According to the Bureau of Labor Statistics, the US economy created 236,000 new jobs in February. If you believe that, I have a bridge in Brooklyn that I’ll let you have at a good price.
Where are these alleged jobs? The BLS says 48,000 were created in construction. That is possible, considering that revenue-starved real estate developers are misreading the housing situation.http://www.counterpunch.org/2013/03/08/us-housing-is-the-recovery-real/print
Then there are 23,700 new jobs in retail trade, which is hard to believe considering the absence of consumer income growth and the empty parking lots at shopping malls.

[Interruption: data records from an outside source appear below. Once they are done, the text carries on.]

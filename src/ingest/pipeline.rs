use serde_json::Value;

use crate::foundation::error::{GridmarkError, GridmarkResult};
use crate::ingest::arrow_ids::assign_arrow_ids;
use crate::ingest::callouts::{CalloutRules, schedule_callouts};
use crate::ingest::parse::{Rejection, number, parse_callout, parse_frame};
use crate::model::play::PlayAnalysis;

/// Options for turning raw analysis output into a [`PlayAnalysis`].
#[derive(Clone, Debug, PartialEq, serde::Serialize, serde::Deserialize)]
#[serde(default)]
pub struct IngestOpts {
    /// Duration given to terminology entries that omit one (seconds).
    pub default_term_duration_s: f64,
    /// Largest endpoint displacement (percentage units) still treated as the same arrow.
    pub arrow_match_radius: f64,
    pub callouts: CalloutRules,
}

impl Default for IngestOpts {
    fn default() -> Self {
        Self {
            default_term_duration_s: 3.0,
            arrow_match_radius: 12.0,
            callouts: CalloutRules::default(),
        }
    }
}

impl IngestOpts {
    pub fn validate(&self) -> GridmarkResult<()> {
        if !self.default_term_duration_s.is_finite() || self.default_term_duration_s <= 0.0 {
            return Err(GridmarkError::validation(
                "ingest.default_term_duration_s must be finite and > 0",
            ));
        }
        if !self.arrow_match_radius.is_finite() || self.arrow_match_radius < 0.0 {
            return Err(GridmarkError::validation(
                "ingest.arrow_match_radius must be finite and >= 0",
            ));
        }
        self.callouts.validate()
    }
}

/// Result of ingesting one analysis document.
#[derive(Clone, Debug, serde::Serialize)]
pub struct IngestReport {
    pub analysis: PlayAnalysis,
    /// Items dropped during ingestion, in document order per phase.
    pub rejections: Vec<Rejection>,
}

/// Parse, sanitize and schedule a raw analysis document.
///
/// Only document-level problems are errors (root not an object, missing or non-positive
/// `video_duration`). Invalid frames, entities and callouts are dropped and reported as
/// [`Rejection`]s.
#[tracing::instrument(skip(raw, opts))]
pub fn load_play(raw: &Value, opts: &IngestOpts) -> GridmarkResult<IngestReport> {
    let root = raw
        .as_object()
        .ok_or_else(|| GridmarkError::ingest("analysis document must be a JSON object"))?;
    let video_duration = number(root, "video_duration")
        .filter(|d| *d > 0.0)
        .ok_or_else(|| GridmarkError::ingest("video_duration must be a positive number"))?;
    let video_url = root
        .get("video_url")
        .and_then(Value::as_str)
        .unwrap_or_default()
        .to_string();

    let mut rejections = Vec::new();

    let mut frames = Vec::new();
    if let Some(raw_frames) = root.get("frames").and_then(Value::as_array) {
        for (i, v) in raw_frames.iter().enumerate() {
            match parse_frame(
                v,
                &format!("$.frames[{i}]"),
                opts.default_term_duration_s,
                &mut rejections,
            ) {
                Ok(f) => frames.push(f),
                Err(r) => rejections.push(r),
            }
        }
    }
    frames.sort_by(|a, b| a.timestamp.total_cmp(&b.timestamp));
    assign_arrow_ids(&mut frames, opts.arrow_match_radius);

    let mut proposed = Vec::new();
    if let Some(raw_callouts) = root.get("callouts").and_then(Value::as_array) {
        for (i, v) in raw_callouts.iter().enumerate() {
            match parse_callout(v, &format!("$.callouts[{i}]")) {
                Ok(c) => proposed.push(c),
                Err(r) => rejections.push(r),
            }
        }
    }
    let callouts = schedule_callouts(proposed, video_duration, &opts.callouts, &mut rejections);

    for r in &rejections {
        tracing::warn!(rejection = %r, "dropped analysis item");
    }
    tracing::debug!(
        frames = frames.len(),
        callouts = callouts.len(),
        rejected = rejections.len(),
        "ingested play"
    );

    Ok(IngestReport {
        analysis: PlayAnalysis {
            video_url,
            video_duration,
            frames,
            callouts,
        },
        rejections,
    })
}

#[cfg(test)]
#[path = "../../tests/unit/ingest/pipeline.rs"]
mod tests;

The real puzzle is 20,800 jobs in motion picture and sound recording industries. This is the first time in the years that I have been following the jobs reports that there has been enough employment for me to even notice this category.
The BLS lists 10,900 jobs in accounting and bookkeeping, which, as it is approaching income tax time, is probably correct; 21,000 jobs in temporary help and business support services; 39,000 jobs in health care and social assistance; and 18,800 jobs in the old standby–waitresses and bartenders.
That leaves about 50,000 jobs sprinkled around the various categories, but not in numbers large enough to notice.
The presstitute media attributed the drop in the headline unemployment rate (U3) to 7.7% from 7.9% to the happy jobs report. But Rex Nutting at Market Watch says that the unemployment rate fell because 130,000 unemployed people who have been unable to find a job and became discouraged were dropped out of the U3 measure of unemployment. The official U6 measure which counts some discouraged workers shows an unemployment rate of 14.3%. Statistician John Williams’ measure, which counts all discourage workers (people who have ceased looking for a job), is 23%.
In other words, the real rate of unemployment is 2 to 3 times the reported rate.
Nutting believes that the U3 unemployment rate has become too politicized to have any meaning. He suggests using instead the work force participation rate. This rate is falling substantially, reflecting the discouragement that occurs from inability to find jobs.